The Guardian’s John Harris is a lefty, a Remainer, and a fine journalist. He saw Brexit coming, and, little though I agree with his political views, I think he sees a certain raw truth about our new Prime Minister in this piece:

“Boris Johnson is channelling a punk ethos to force through Brexit. It could work.”

Not a headline one sees every day. Mr Harris writes,

This is an increasingly familiar populist trick: encouraging a set of voters to relish taboo-busting as a kind of surrogate for a lost sense of economic agency and power. This version of taking back control is not to do with jobs, wages or houses, but the licence to say anything you want, whatever the consequences. Anyone who is offended is dismissed as a puritanical defender of joyless political correctness.
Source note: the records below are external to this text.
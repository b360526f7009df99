use anyhow::Context;
use clap::{Parser, Subcommand};
use minecipher_protocol::{CipherRequest, GameHost, Operation, cipher_types, minecipher_info};
use rand::SeedableRng;
use rand::rngs::SmallRng;
use std::io::{self, Read};
use tracing_subscriber::filter::LevelFilter;

mod play;
mod render;

#[derive(Parser, Debug)]
#[command(version, about, long_about = None)]
struct Args {
    /// What log level to use
    #[command(flatten)]
    verbose: clap_verbosity_flag::Verbosity,

    /// Print JSON instead of text
    #[arg(long, global = true)]
    json: bool,

    #[command(subcommand)]
    command: Command,
}

#[derive(Subcommand, Debug)]
enum Command {
    /// Encode text with a cipher
    Encode(CipherArgs),
    /// Decode text with a cipher
    Decode(CipherArgs),
    /// List the supported cipher types
    Ciphers,
    /// Show the rules, difficulty presets and game ciphers
    Info,
    /// Play a round in the terminal
    Play(PlayArgs),
}

#[derive(clap::Args, Debug)]
struct CipherArgs {
    /// Cipher id, e.g. caesar or rail_fence
    #[arg(short, long)]
    cipher: String,

    /// Key for ciphers that need one
    #[arg(short, long)]
    key: Option<String>,

    /// Text to transform, read from stdin when missing
    text: Option<String>,
}

#[derive(clap::Args, Debug)]
struct PlayArgs {
    #[command(flatten)]
    round: play::RoundSettings,

    /// Force a seed instead of random
    #[arg(short, long)]
    seed: Option<u64>,
}

fn level_filter(level: log::LevelFilter) -> LevelFilter {
    match level {
        log::LevelFilter::Off => LevelFilter::OFF,
        log::LevelFilter::Error => LevelFilter::ERROR,
        log::LevelFilter::Warn => LevelFilter::WARN,
        log::LevelFilter::Info => LevelFilter::INFO,
        log::LevelFilter::Debug => LevelFilter::DEBUG,
        log::LevelFilter::Trace => LevelFilter::TRACE,
    }
}

fn transform(args: CipherArgs, operation: Operation, json: bool) -> anyhow::Result<()> {
    let text = match args.text {
        Some(text) => text,
        None => {
            let mut text = String::new();
            io::stdin()
                .read_to_string(&mut text)
                .context("Could not read text from stdin")?;
            text.trim_end_matches(['\r', '\n']).into()
        }
    };

    let request = CipherRequest::new(text, args.cipher, args.key);
    let response = request
        .apply(operation)
        .with_context(|| format!("Could not {operation} with {}", request.cipher_type))?;
    if json {
        println!("{}", serde_json::to_string_pretty(&response)?);
    } else {
        println!("{}", response.result);
    }
    Ok(())
}

fn play(args: PlayArgs, json: bool) -> anyhow::Result<()> {
    let seed = args.seed.unwrap_or_else(rand::random);
    log::debug!("seed: {seed}");

    let mut host = GameHost::new(SmallRng::seed_from_u64(seed));
    let input = io::stdin().lock();
    let output = io::stdout().lock();
    if json {
        play::run_json(&mut host, &args.round, input, output)
    } else {
        play::run_text(&mut host, &args.round, input, output)
    }
}

fn main() -> anyhow::Result<()> {
    let args = Args::parse();

    tracing_subscriber::fmt()
        .with_max_level(level_filter(args.verbose.log_level_filter()))
        .with_writer(io::stderr)
        .init();
    log::debug!("{args:?}");

    match args.command {
        Command::Encode(cipher) => transform(cipher, Operation::Encode, args.json),
        Command::Decode(cipher) => transform(cipher, Operation::Decode, args.json),
        Command::Ciphers if args.json => {
            println!("{}", serde_json::to_string_pretty(&cipher_types())?);
            Ok(())
        }
        Command::Ciphers => {
            print!("{}", render::ciphers());
            Ok(())
        }
        Command::Info if args.json => {
            println!("{}", serde_json::to_string_pretty(&minecipher_info())?);
            Ok(())
        }
        Command::Info => {
            print!("{}", render::info(&minecipher_info()));
            Ok(())
        }
        Command::Play(play) => self::play(play, args.json),
    }
}

#[cfg(test)]
mod tests {
    use super::*;
    use clap::CommandFactory;

    #[test]
    fn verify_cli() {
        Args::command().debug_assert();
    }

    #[test]
    fn parses_play_flags() {
        let args = Args::parse_from([
            "minecipher", "play", "-d", "hard", "-c", "vigenere", "-k", "CODE", "--seed", "7", "--json",
        ]);

        assert!(args.json);
        let Command::Play(play) = args.command else {
            panic!("expected play");
        };
        assert_eq!(play.seed, Some(7));
        assert_eq!(play.round.difficulty, "hard");
        assert_eq!(play.round.key.as_deref(), Some("CODE"));
    }

    #[test]
    fn play_defaults_to_medium_caesar() {
        let args = Args::parse_from(["minecipher", "play"]);

        let Command::Play(play) = args.command else {
            panic!("expected play");
        };
        assert_eq!(play.round.difficulty, "Medium");
        assert_eq!(play.round.cipher, "caesar");
        assert_eq!(play.seed, None);
    }

    #[test]
    fn maps_verbosity_levels() {
        assert_eq!(level_filter(log::LevelFilter::Off), LevelFilter::OFF);
        assert_eq!(level_filter(log::LevelFilter::Debug), LevelFilter::DEBUG);
    }
}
Punk spirit, cavalier style and wilful provocation will all inform the manner in which Johnson and his allies frame their greatest challenge of all: how on earth to deal with the very real crisis of Brexit and honour the Halloween deadline that the Tory party has so stupidly fetishised. And they look set to play a crucial role in gaining consent from those who have most to lose from crashing out of the EU. Faced with a set of impossible challenges, Johnson will present himself as the flamboyant, verbose, rule-breaking Englishman, positioned against the washed-out logicians of the EU machine, who were never going to help in the first place.

I heard they were going to get the bus out of mothballs, the bus, the £350-million-for-the-NHS battle bus that has caused such outrage, and drive it round the country all over again. Back in 2016, the only effect the suggestion that our departure from the EU would mean that we could pour yet more money into the black hole of “our NHS” had on me was to make me a fraction more likely to vote Remain. But upon hearing this news I still thought, yeaaaaaaaaaaaaah, please, dear Lord, let me be there when they take it through Cambridge city centre.

Oh God save history / God save your mad parade / Oh Lord God have mercy / All crimes are paid / Oh when there’s no future / How can there be sin / We’re the flowers / In the dustbin / We’re the poison / In your human machine

First time round, I wasn’t a fan. But it’s growing on me.